Write out exactly the lines of the entries below, from the first through the line containing "#![warn(missing_docs)]", and nothing beyond them.
↓↓↓
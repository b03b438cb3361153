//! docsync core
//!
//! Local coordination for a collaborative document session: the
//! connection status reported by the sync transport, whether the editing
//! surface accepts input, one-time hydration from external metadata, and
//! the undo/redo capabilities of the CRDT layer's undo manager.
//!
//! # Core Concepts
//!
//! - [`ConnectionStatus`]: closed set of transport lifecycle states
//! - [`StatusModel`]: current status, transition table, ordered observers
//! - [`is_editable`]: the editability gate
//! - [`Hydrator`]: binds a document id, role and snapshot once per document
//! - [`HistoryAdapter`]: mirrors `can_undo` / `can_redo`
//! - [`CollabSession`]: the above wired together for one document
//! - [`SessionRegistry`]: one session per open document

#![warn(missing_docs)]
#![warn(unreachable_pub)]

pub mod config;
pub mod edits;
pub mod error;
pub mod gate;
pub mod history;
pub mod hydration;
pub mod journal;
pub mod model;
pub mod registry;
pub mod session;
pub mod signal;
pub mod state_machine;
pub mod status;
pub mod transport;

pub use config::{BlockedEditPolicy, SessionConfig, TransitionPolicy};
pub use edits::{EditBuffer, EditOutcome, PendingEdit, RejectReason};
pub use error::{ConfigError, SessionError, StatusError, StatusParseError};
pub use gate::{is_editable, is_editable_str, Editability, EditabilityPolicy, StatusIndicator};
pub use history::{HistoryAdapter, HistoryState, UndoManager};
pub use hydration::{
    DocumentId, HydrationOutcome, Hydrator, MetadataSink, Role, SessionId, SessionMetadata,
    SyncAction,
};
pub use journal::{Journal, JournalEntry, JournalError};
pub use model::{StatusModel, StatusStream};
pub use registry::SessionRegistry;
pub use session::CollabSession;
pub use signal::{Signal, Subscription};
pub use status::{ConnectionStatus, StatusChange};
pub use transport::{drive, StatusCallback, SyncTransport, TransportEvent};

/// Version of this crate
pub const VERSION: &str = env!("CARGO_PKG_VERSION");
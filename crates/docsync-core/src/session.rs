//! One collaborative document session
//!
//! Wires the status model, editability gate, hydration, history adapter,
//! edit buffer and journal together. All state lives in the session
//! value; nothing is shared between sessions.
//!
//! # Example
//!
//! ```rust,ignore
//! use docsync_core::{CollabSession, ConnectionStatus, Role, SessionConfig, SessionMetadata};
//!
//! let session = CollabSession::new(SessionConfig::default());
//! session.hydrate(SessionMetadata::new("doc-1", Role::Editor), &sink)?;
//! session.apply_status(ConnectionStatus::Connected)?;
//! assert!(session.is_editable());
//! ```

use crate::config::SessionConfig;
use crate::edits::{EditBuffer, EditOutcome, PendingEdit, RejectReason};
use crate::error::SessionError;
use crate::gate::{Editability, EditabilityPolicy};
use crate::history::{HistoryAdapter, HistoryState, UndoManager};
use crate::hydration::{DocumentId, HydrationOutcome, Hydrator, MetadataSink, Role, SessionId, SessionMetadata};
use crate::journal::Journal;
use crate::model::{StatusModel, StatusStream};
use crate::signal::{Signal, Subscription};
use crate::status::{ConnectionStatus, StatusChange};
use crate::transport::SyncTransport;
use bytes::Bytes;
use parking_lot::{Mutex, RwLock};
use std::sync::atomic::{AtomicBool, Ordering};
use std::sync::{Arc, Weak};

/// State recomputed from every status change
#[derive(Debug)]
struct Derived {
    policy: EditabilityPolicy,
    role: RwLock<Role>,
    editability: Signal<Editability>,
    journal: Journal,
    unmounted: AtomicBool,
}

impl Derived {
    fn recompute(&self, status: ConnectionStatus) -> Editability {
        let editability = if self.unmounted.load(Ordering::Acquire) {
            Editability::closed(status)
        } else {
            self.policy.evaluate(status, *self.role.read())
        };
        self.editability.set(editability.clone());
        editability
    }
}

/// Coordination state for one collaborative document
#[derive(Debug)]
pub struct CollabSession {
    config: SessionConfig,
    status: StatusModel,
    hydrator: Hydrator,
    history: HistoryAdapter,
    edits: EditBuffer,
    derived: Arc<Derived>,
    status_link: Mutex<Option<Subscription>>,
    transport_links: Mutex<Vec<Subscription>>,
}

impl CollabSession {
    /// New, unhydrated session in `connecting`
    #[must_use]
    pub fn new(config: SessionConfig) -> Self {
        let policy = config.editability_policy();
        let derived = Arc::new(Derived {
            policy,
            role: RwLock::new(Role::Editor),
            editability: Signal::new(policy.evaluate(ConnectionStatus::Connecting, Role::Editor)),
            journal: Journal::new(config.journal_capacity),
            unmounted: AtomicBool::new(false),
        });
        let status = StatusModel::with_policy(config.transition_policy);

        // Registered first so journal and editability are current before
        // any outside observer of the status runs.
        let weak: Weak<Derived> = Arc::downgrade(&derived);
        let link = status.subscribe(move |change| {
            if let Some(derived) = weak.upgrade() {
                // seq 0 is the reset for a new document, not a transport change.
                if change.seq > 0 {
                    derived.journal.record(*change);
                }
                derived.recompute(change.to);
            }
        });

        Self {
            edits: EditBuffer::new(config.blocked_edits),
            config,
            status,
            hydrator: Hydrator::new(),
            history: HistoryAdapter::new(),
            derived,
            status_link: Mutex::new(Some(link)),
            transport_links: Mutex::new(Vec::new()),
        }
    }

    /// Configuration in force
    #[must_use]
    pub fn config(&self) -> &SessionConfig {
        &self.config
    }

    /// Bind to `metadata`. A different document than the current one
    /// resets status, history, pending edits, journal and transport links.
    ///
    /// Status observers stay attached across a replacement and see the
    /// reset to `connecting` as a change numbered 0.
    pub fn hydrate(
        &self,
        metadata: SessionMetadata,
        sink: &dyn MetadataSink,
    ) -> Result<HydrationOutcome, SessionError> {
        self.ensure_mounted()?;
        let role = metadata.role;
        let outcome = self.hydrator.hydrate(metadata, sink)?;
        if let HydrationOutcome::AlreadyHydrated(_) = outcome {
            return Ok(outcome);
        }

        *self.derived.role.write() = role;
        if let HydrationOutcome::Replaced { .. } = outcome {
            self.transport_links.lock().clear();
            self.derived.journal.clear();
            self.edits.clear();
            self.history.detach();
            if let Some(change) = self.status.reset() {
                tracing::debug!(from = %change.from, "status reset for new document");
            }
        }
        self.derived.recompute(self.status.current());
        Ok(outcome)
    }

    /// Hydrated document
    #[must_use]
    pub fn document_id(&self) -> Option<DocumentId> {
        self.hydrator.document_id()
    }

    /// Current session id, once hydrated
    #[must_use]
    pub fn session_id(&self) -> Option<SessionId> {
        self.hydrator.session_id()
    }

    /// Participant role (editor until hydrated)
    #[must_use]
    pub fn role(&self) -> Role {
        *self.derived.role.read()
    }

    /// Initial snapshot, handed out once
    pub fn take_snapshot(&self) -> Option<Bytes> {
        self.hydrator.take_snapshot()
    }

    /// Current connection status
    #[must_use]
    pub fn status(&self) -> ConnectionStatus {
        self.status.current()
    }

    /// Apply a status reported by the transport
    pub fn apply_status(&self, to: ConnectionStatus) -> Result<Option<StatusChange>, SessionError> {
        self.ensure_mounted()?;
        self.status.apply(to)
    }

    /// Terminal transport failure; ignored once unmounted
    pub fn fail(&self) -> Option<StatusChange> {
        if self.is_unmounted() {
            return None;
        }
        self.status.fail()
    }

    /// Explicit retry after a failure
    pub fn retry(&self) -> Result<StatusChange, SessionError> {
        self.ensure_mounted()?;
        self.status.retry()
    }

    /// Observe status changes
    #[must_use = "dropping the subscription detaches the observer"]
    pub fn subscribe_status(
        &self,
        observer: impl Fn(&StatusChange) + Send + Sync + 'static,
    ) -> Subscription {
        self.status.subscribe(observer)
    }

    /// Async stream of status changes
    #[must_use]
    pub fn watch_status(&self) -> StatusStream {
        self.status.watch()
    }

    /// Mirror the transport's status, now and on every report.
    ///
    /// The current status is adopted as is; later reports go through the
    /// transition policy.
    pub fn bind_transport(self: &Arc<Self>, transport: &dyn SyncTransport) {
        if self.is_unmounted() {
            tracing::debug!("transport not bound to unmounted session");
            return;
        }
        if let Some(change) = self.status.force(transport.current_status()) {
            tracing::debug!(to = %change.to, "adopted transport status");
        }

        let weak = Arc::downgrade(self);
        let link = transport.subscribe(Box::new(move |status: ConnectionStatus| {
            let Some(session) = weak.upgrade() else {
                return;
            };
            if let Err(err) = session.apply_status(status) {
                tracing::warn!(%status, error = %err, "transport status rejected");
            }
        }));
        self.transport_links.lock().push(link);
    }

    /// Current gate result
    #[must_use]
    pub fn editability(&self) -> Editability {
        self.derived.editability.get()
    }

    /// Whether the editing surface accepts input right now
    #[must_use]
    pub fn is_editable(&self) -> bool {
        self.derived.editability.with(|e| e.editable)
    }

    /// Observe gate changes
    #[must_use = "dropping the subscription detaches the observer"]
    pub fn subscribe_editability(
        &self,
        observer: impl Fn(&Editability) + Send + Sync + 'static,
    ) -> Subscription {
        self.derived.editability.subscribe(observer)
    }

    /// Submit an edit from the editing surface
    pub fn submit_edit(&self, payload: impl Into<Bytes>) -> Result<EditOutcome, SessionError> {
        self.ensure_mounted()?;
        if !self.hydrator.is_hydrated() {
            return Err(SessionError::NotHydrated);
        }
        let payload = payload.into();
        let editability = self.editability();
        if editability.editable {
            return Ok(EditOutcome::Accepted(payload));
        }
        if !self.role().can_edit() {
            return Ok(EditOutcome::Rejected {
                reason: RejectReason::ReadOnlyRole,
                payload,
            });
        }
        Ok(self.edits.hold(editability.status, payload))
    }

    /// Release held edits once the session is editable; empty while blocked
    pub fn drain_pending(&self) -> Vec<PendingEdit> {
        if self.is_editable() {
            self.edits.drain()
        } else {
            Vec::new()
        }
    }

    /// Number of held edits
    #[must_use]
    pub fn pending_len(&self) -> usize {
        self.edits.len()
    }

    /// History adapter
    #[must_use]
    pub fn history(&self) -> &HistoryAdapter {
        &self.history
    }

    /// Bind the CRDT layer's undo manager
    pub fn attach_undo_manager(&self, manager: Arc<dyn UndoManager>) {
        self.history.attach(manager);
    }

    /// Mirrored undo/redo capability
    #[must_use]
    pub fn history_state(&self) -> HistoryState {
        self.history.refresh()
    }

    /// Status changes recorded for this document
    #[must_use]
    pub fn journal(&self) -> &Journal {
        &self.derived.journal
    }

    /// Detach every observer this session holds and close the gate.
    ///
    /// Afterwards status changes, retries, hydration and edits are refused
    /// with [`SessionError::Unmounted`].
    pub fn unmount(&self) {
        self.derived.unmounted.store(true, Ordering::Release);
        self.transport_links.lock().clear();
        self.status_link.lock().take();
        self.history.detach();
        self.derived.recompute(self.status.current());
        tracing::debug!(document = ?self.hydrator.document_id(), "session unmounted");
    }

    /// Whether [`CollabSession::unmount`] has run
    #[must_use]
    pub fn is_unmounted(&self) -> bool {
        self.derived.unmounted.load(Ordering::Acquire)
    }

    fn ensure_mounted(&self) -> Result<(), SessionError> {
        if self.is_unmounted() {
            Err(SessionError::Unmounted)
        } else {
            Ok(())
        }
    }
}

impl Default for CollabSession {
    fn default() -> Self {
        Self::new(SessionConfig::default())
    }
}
↑↑↑
RESULT FOR THIS EXERCISE
repository b03b438cb3361153
//! docsync core
//!
//! Local coordination for a collaborative document session: the
//! connection status reported by the sync transport, whether the editing
//! surface accepts input, one-time hydration from external metadata, and
//! the undo/redo capabilities of the CRDT layer's undo manager.
//!
//! # Core Concepts
//!
//! - [`ConnectionStatus`]: closed set of transport lifecycle states
//! - [`StatusModel`]: current status, transition table, ordered observers
//! - [`is_editable`]: the editability gate
//! - [`Hydrator`]: binds a document id, role and snapshot once per document
//! - [`HistoryAdapter`]: mirrors `can_undo` / `can_redo`
//! - [`CollabSession`]: the above wired together for one document
//! - [`SessionRegistry`]: one session per open document

#![warn(missing_docs)]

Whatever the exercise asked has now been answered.